Looking at unemployment benefits, we once again notice a substantial mismatch between both datasets. Only 52% of all individuals with an unemployment benefit report this benefit in both datasets. 37% reports this benefit in IPCAL but not in SILC (median of 1,390 euro with an average of 3,083 euro), while the opposite is true for the remaining 11% (median of 2,669 euro with an average of 6,261 euro).
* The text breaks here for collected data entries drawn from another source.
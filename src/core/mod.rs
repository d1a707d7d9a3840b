//! # Core Codec Components
//!
//! Token framing, the value arena, type metadata and the reader and writer
//! state machines.
//!
//! ## Components
//! - **Token / Source**: wire tokens, class flags and the big-endian byte source
//! - **Graph**: arena of decoded values; cycles are plain indices
//! - **Field / Descriptor**: field layouts, class descriptors and version reconciliation
//! - **Types**: the `SerialType` trait, `RecordType` builder and `TypeRegistry`
//! - **Handles / Budget**: back-reference tables and the allocation budget
//! - **Security / Construct**: the capability gate and per-strategy object construction
//! - **Reader / Writer**: the token-level decoder and encoder
//!
//! ## Wire Format
//! ```text
//! [Magic 0xACED] [Version 5] { RESET | value }*
//! ```
//!
//! ## Security
//! - Every length prefix is claimed from the allocation budget before allocating
//! - Handle, depth, frame and descriptor-chain counts are bounded
//! - Objects are constructed only after the capability gate allows their type

pub mod budget;
pub mod construct;
pub mod descriptor;
pub mod field;
pub mod field_source;
pub mod graph;
pub mod handles;
pub mod object_io;
pub mod reader;
pub mod security;
pub mod source;
pub mod surrogate;
pub mod token;
pub mod types;
pub mod writer;
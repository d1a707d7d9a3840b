#![allow(clippy::unwrap_used)]

use bytes::Bytes;
use object_wire::core::graph::{Array, ArrayData};
use object_wire::core::security::CapabilityContext;
use object_wire::core::types::TypeRegistry;
use object_wire::{Graph, Object, Value, WireReader, WireWriter};
use std::sync::Arc;

#[test]
fn stress_long_stream_with_periodic_resets() {
    // Many values on one stream; resets keep the handle table bounded
    let registry = Arc::new(TypeRegistry::with_builtins());
    let mut writer = WireWriter::with_defaults(Vec::new(), registry.clone()).unwrap();

    let mut graph = Graph::new();
    for round in 0..2_000usize {
        if round > 0 && round % 100 == 0 {
            writer.reset().unwrap();
            graph = Graph::new();
        }
        let items = (0..8).map(|i| Value::str(&format!("r{}-{i}", round % 7))).collect();
        let list = graph.insert(Object::List(items));
        writer.write_value(&graph, &Value::Ref(list)).unwrap();
    }
    let bytes = writer.into_inner().unwrap();

    let ctx = CapabilityContext::trusted();
    let mut reader = WireReader::with_defaults(&bytes[..], registry).unwrap();
    for _ in 0..2_000 {
        let value = reader.read_value(&ctx).unwrap();
        assert!(matches!(reader.graph().deref(&value), Some(Object::List(items)) if items.len() == 8));
        assert!(reader.handle_count() < 2_000);
    }
}

#[test]
fn stress_large_primitive_arrays() {
    let registry = Arc::new(TypeRegistry::with_builtins());
    let ctx = CapabilityContext::untrusted();

    for size in [0usize, 1, 64, 4096, 1_048_576] {
        let mut graph = Graph::new();
        let data = Bytes::from(vec![0xA5u8; size]);
        let array = graph.insert(Object::Array(Array::new(ArrayData::Byte(data.clone()))));

        let mut writer = WireWriter::with_defaults(Vec::new(), registry.clone()).unwrap();
        writer.write_value(&graph, &Value::Ref(array)).unwrap();
        let bytes = writer.into_inner().unwrap();

        let mut reader = WireReader::with_defaults(&bytes[..], registry.clone()).unwrap();
        let value = reader.read_value(&ctx).unwrap();
        match reader.graph().array(&value).map(Array::data) {
            Some(ArrayData::Byte(read)) => assert_eq!(read, &data),
            other => panic!("expected byte array, got {other:?}"),
        }
    }
}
When looking at sickness and disability benefits, we see that the correspondence between both datasets is very low: only 10% for sickness benefits and 7% for disability benefits. For sickness benefits, most individuals (87%) report this (relatively low) benefit in IPCAL only and not in SILC (median of 2,469 euro and a mean of 5,166 euro). For disability benefits, the mismatch goes in both directions: 498 individuals report this benefit in IPCAL only and not in SILC, while the exact opposite is true for 402 individuals. When we take both sickness and disability benefits together (individuals may not know the difference between both benefits and report them incorrectly in SILC), we see that in only 33% of the cases the benefit is reported in both IPCAL and SILC.
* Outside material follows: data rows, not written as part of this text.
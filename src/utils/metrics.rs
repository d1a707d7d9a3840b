//! Observability and Metrics
//!
//! This module provides metrics collection for monitoring codec throughput
//! and the rate of refused or failed objects.
//!
//! Uses atomic counters for thread-safe metrics collection.

use std::sync::atomic::{AtomicU64, Ordering};
use std::time::Instant;
use tracing::{debug, info};

/// Global metrics collector for codec operations
#[derive(Debug)]
pub struct Metrics {
    /// Top-level values decoded
    pub values_decoded: AtomicU64,
    /// Top-level values encoded
    pub values_encoded: AtomicU64,
    /// Objects constructed by the reader
    pub objects_constructed: AtomicU64,
    /// Objects refused by the security gate
    pub objects_denied: AtomicU64,
    /// Objects discarded after an object-level failure
    pub objects_failed: AtomicU64,
    /// Errors that closed a reader
    pub fatal_errors: AtomicU64,
    /// Bytes claimed from allocation budgets
    pub budget_bytes_claimed: AtomicU64,
    /// RESET tokens processed or emitted
    pub resets: AtomicU64,
    /// Start time for uptime calculation
    start_time: Instant,
}

impl Metrics {
    /// Create a new metrics collector
    pub fn new() -> Self {
        Self {
            values_decoded: AtomicU64::new(0),
            values_encoded: AtomicU64::new(0),
            objects_constructed: AtomicU64::new(0),
            objects_denied: AtomicU64::new(0),
            objects_failed: AtomicU64::new(0),
            fatal_errors: AtomicU64::new(0),
            budget_bytes_claimed: AtomicU64::new(0),
            resets: AtomicU64::new(0),
            start_time: Instant::now(),
        }
    }

    /// Record a decoded top-level value
    pub fn value_decoded(&self) {
        self.values_decoded.fetch_add(1, Ordering::Relaxed);
    }

    /// Record an encoded top-level value
    pub fn value_encoded(&self) {
        self.values_encoded.fetch_add(1, Ordering::Relaxed);
    }

    pub fn object_constructed(&self) {
        self.objects_constructed.fetch_add(1, Ordering::Relaxed);
    }

    pub fn object_denied(&self) {
        self.objects_denied.fetch_add(1, Ordering::Relaxed);
    }

    pub fn object_failed(&self) {
        self.objects_failed.fetch_add(1, Ordering::Relaxed);
    }

    /// Record a stream closed by a fatal error
    pub fn fatal_error(&self) {
        self.fatal_errors.fetch_add(1, Ordering::Relaxed);
    }

    pub fn budget_claimed(&self, bytes: u64) {
        self.budget_bytes_claimed.fetch_add(bytes, Ordering::Relaxed);
    }

    pub fn reset(&self) {
        self.resets.fetch_add(1, Ordering::Relaxed);
    }

    /// Get current metrics snapshot
    pub fn snapshot(&self) -> MetricsSnapshot {
        MetricsSnapshot {
            values_decoded: self.values_decoded.load(Ordering::Relaxed),
            values_encoded: self.values_encoded.load(Ordering::Relaxed),
            objects_constructed: self.objects_constructed.load(Ordering::Relaxed),
            objects_denied: self.objects_denied.load(Ordering::Relaxed),
            objects_failed: self.objects_failed.load(Ordering::Relaxed),
            fatal_errors: self.fatal_errors.load(Ordering::Relaxed),
            budget_bytes_claimed: self.budget_bytes_claimed.load(Ordering::Relaxed),
            resets: self.resets.load(Ordering::Relaxed),
            uptime_seconds: self.start_time.elapsed().as_secs(),
        }
    }

    /// Log current metrics
    pub fn log_metrics(&self) {
        let snapshot = self.snapshot();
        info!(
            values_decoded = snapshot.values_decoded,
            values_encoded = snapshot.values_encoded,
            objects_constructed = snapshot.objects_constructed,
            objects_denied = snapshot.objects_denied,
            objects_failed = snapshot.objects_failed,
            fatal_errors = snapshot.fatal_errors,
            budget_bytes_claimed = snapshot.budget_bytes_claimed,
            resets = snapshot.resets,
            uptime_seconds = snapshot.uptime_seconds,
            "Codec metrics snapshot"
        );
    }
}

impl Default for Metrics {
    fn default() -> Self {
        Self::new()
    }
}

/// Snapshot of metrics at a point in time
#[derive(Debug, Clone)]
pub struct MetricsSnapshot {
    pub values_decoded: u64,
    pub values_encoded: u64,
    pub objects_constructed: u64,
    pub objects_denied: u64,
    pub objects_failed: u64,
    pub fatal_errors: u64,
    pub budget_bytes_claimed: u64,
    pub resets: u64,
    pub uptime_seconds: u64,
}

static METRICS: once_cell::sync::Lazy<Metrics> = once_cell::sync::Lazy::new(Metrics::new);

/// Get the global metrics instance
pub fn global_metrics() -> &'static Metrics {
    &METRICS
}

/// Timer for measuring operation duration
pub struct Timer {
    start: Instant,
    operation: &'static str,
}

impl Timer {
    /// Start timing an operation
    pub fn start(operation: &'static str) -> Self {
        Self {
            start: Instant::now(),
            operation,
        }
    }
}

impl Drop for Timer {
    fn drop(&mut self) {
        let duration = self.start.elapsed();
        debug!(
            operation = self.operation,
            duration_us = duration.as_micros() as u64,
            "Operation completed"
        );
    }
}

#[cfg(test)]
mod tests {
    use super::*;

    #[test]
    fn test_counters_accumulate() {
        let metrics = Metrics::new();
        metrics.value_decoded();
        metrics.object_denied();
        metrics.object_denied();
        metrics.budget_claimed(128);
        let snapshot = metrics.snapshot();
        assert_eq!(snapshot.values_decoded, 1);
        assert_eq!(snapshot.objects_denied, 2);
        assert_eq!(snapshot.budget_bytes_claimed, 128);
        assert_eq!(snapshot.fatal_errors, 0);
        metrics.log_metrics();
    }

    #[test]
    fn test_global_is_shared() {
        let before = global_metrics().snapshot().resets;
        global_metrics().reset();
        assert!(global_metrics().snapshot().resets > before);
    }
}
Taking all previous individual gross income components together, we see that the correspondence for the actual reporting of a non-zero income between IPCAL and SILC is 91%. 7% report a (relatively low) gross income in IPCAL only (median of 1,677 euro and a mean of 6,486 euro), while 2% report a gross income in SILC exclusively (median of 13,200 euro and a mean of 18,033 euro). The first mismatch may be due to small amounts, neglected by the SILC respondents, while the second mismatch may be due to underreporting to the fiscal authorities.
In Table 6, we limit ourselves to individuals who report the same gross income component in both datasets. Looking at all income components together, the conclusion of the previous section is confirmed: in comparison to the administrative data, SILC underreports, on average, individual gross incomes. The average difference equals 3,930 euro per year or 15%.
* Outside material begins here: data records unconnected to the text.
//! CANOPY - Keeper
//! The per-store background thread. It advances the logical clock on every
//! tick and, once per sweep interval, launches an expiration sweep on its
//! own thread.
//!
//! ## Lifecycle
//! Running until the stop channel is signalled (or its sender dropped),
//! then Stopped. A stopped keeper cannot be restarted.

use std::sync::mpsc::{self, RecvTimeoutError, Sender};
use std::sync::Arc;
use std::thread::{self, JoinHandle};
use std::time::{Duration, Instant};

use crate::error::Result;

use super::Shared;

/// Handle to a running keeper thread.
pub(crate) struct Keeper {
    stop: Option<Sender<()>>,
    handle: Option<JoinHandle<()>>,
}

impl Keeper {
    /// Spawn the keeper for `shared`.
    pub(crate) fn start(
        shared: Arc<Shared>,
        tick: Duration,
        sweep_interval: Duration,
    ) -> Result<Self> {
        let (stop, stopped) = mpsc::channel();
        let handle = thread::Builder::new()
            .name("canopy-keeper".to_string())
            .spawn(move || {
                let mut last_sweep = Instant::now();
                loop {
                    match stopped.recv_timeout(tick) {
                        Err(RecvTimeoutError::Timeout) => {}
                        Ok(()) | Err(RecvTimeoutError::Disconnected) => break,
                    }

                    shared.clock.tick();

                    if last_sweep.elapsed() >= sweep_interval {
                        last_sweep = Instant::now();
                        spawn_sweep(&shared);
                    }
                }
                log::debug!("keeper stopped");
            })?;

        Ok(Self {
            stop: Some(stop),
            handle: Some(handle),
        })
    }

    /// Signal the keeper and wait for it to exit. Later calls are no-ops.
    pub(crate) fn stop(&mut self) {
        if let Some(stop) = self.stop.take() {
            // The keeper may already be gone; dropping the sender is enough.
            let _ = stop.send(());
        }
        if let Some(handle) = self.handle.take() {
            if handle.join().is_err() {
                log::warn!("keeper thread panicked");
            }
        }
    }
}

impl Drop for Keeper {
    fn drop(&mut self) {
        self.stop();
    }
}

/// Run a sweep without waiting for it. Its outcome is only logged.
fn spawn_sweep(shared: &Arc<Shared>) {
    let shared = Arc::clone(shared);
    let spawned = thread::Builder::new()
        .name("canopy-sweep".to_string())
        .spawn(move || match shared.sweep() {
            Ok(removed) => log::debug!("sweep removed {} expired entries", removed),
            Err(err) => log::warn!("sweep failed: {}", err),
        });

    if let Err(err) = spawned {
        log::warn!("could not start sweep: {}", err);
    }
}
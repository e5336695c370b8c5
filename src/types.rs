//! CANOPY - Core Type Definitions
//! Defines fundamental types shared by the store and its backends.

/// Raw engine key (a composed path).
pub type Key = Vec<u8>;

/// Raw value bytes.
pub type Value = Vec<u8>;

/// A single staged write against the engine.
/// A `None` value indicates a tombstone (deletion).
#[derive(Debug, Clone, PartialEq, Eq)]
pub struct Mutation {
    pub key: Key,
    pub value: Option<Value>,
}

impl Mutation {
    /// Create a PUT mutation.
    pub fn put(key: Key, value: Value) -> Self {
        Self {
            key,
            value: Some(value),
        }
    }

    /// Create a DELETE mutation.
    pub fn delete(key: Key) -> Self {
        Self { key, value: None }
    }
}

/// A key and its stripped value, as returned by tree reads.
#[derive(Debug, Clone, PartialEq, Eq)]
pub struct Entry {
    pub key: Key,
    pub value: Value,
}

impl Entry {
    /// The key as UTF-8 text, lossily.
    pub fn key_str(&self) -> std::borrow::Cow<'_, str> {
        String::from_utf8_lossy(&self.key)
    }
}
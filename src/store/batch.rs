//! CANOPY - Batch
//! Stages sets and deletes against one store and commits them as a single
//! atomic engine write.

use std::time::Duration;

use crate::engine::WriteBatch;
use crate::error::Result;

use super::{envelope, path, Store};

/// Accumulator of mutations bound to a [`Store`].
///
/// Envelopes are stamped with the store's logical clock when a mutation is
/// staged, not when the batch is written. A batch can be reused after
/// [`Batch::write`].
pub struct Batch<'a> {
    store: &'a Store,
    staged: WriteBatch,
}

impl<'a> Batch<'a> {
    pub(crate) fn new(store: &'a Store) -> Self {
        Self {
            store,
            staged: WriteBatch::new(),
        }
    }

    /// Stage a value that never expires.
    pub fn set<S: AsRef<str>>(&mut self, path: &[S], value: &[u8]) -> Result<()> {
        self.set_with_ttl(path, value, Duration::ZERO)
    }

    /// Stage a value that expires `ttl` from now.
    pub fn set_with_ttl<S: AsRef<str>>(
        &mut self,
        path: &[S],
        value: &[u8],
        ttl: Duration,
    ) -> Result<()> {
        let key = path::join(path)?;
        let block = envelope::encode(value, ttl, self.store.shared.clock.now());
        self.staged.put(key, block);
        Ok(())
    }

    /// Stage a delete.
    pub fn delete<S: AsRef<str>>(&mut self, path: &[S]) -> Result<()> {
        let key = path::join(path)?;
        self.staged.delete(key);
        Ok(())
    }

    /// Number of staged mutations.
    pub fn len(&self) -> usize {
        self.staged.len()
    }

    /// Returns true if nothing is staged.
    pub fn is_empty(&self) -> bool {
        self.staged.is_empty()
    }

    /// Commit every staged mutation atomically. The batch is emptied
    /// whether or not the commit succeeds.
    pub fn write(&mut self) -> Result<()> {
        let staged = std::mem::take(&mut self.staged);
        let shared = &self.store.shared;
        shared.with_engine(|engine| engine.write_batch(staged))?;
        shared.metrics.record_batch_write();
        Ok(())
    }
}
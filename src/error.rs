//! CANOPY - Custom Error Types
//! Defines the error hierarchy for the hierarchical key-value store.

use thiserror::Error;

/// Custom Result type for canopy.
pub type Result<T> = std::result::Result<T, CanopyError>;

/// Error types for the canopy store.
#[derive(Error, Debug)]
pub enum CanopyError {
    /// Key is absent, or present but expired.
    #[error("key not found")]
    NotFound,

    /// The composed key is empty or one of its segments is malformed.
    #[error("bad key: {0}")]
    BadKey(String),

    /// The store has already been closed.
    #[error("store is closed")]
    Closed,

    /// A stored value is too short to carry the expiry header.
    #[error("data corruption detected: {0}")]
    Corruption(String),

    /// Errors raised by the embedded storage engine, passed through unchanged.
    #[error("engine error: {0}")]
    Engine(#[from] sled::Error),

    /// I/O errors from directory handling.
    #[error("I/O error: {0}")]
    Io(#[from] std::io::Error),
}

impl CanopyError {
    /// Returns true for the not-found case, expired keys included.
    pub fn is_not_found(&self) -> bool {
        matches!(self, CanopyError::NotFound)
    }
}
Zooming in on the different income components, we see that even for the well-defined and well-registered gross employee income component, the finding is persistent: gross employee income is lower in SILC than in IPCAL (average difference of 1,901 euro per year or 6%). Looking at gross self-employment income, the differences between SILC and IPCAL are enormous. On average, IPCAL income exceeds SILC income with more than 31,000 euro (or 130%) per year. In more than 60% of the cases whereby individuals report to have a self-employment income in both datasets, IPCAL income exceeds SILC income with more than 20,000 euro per year.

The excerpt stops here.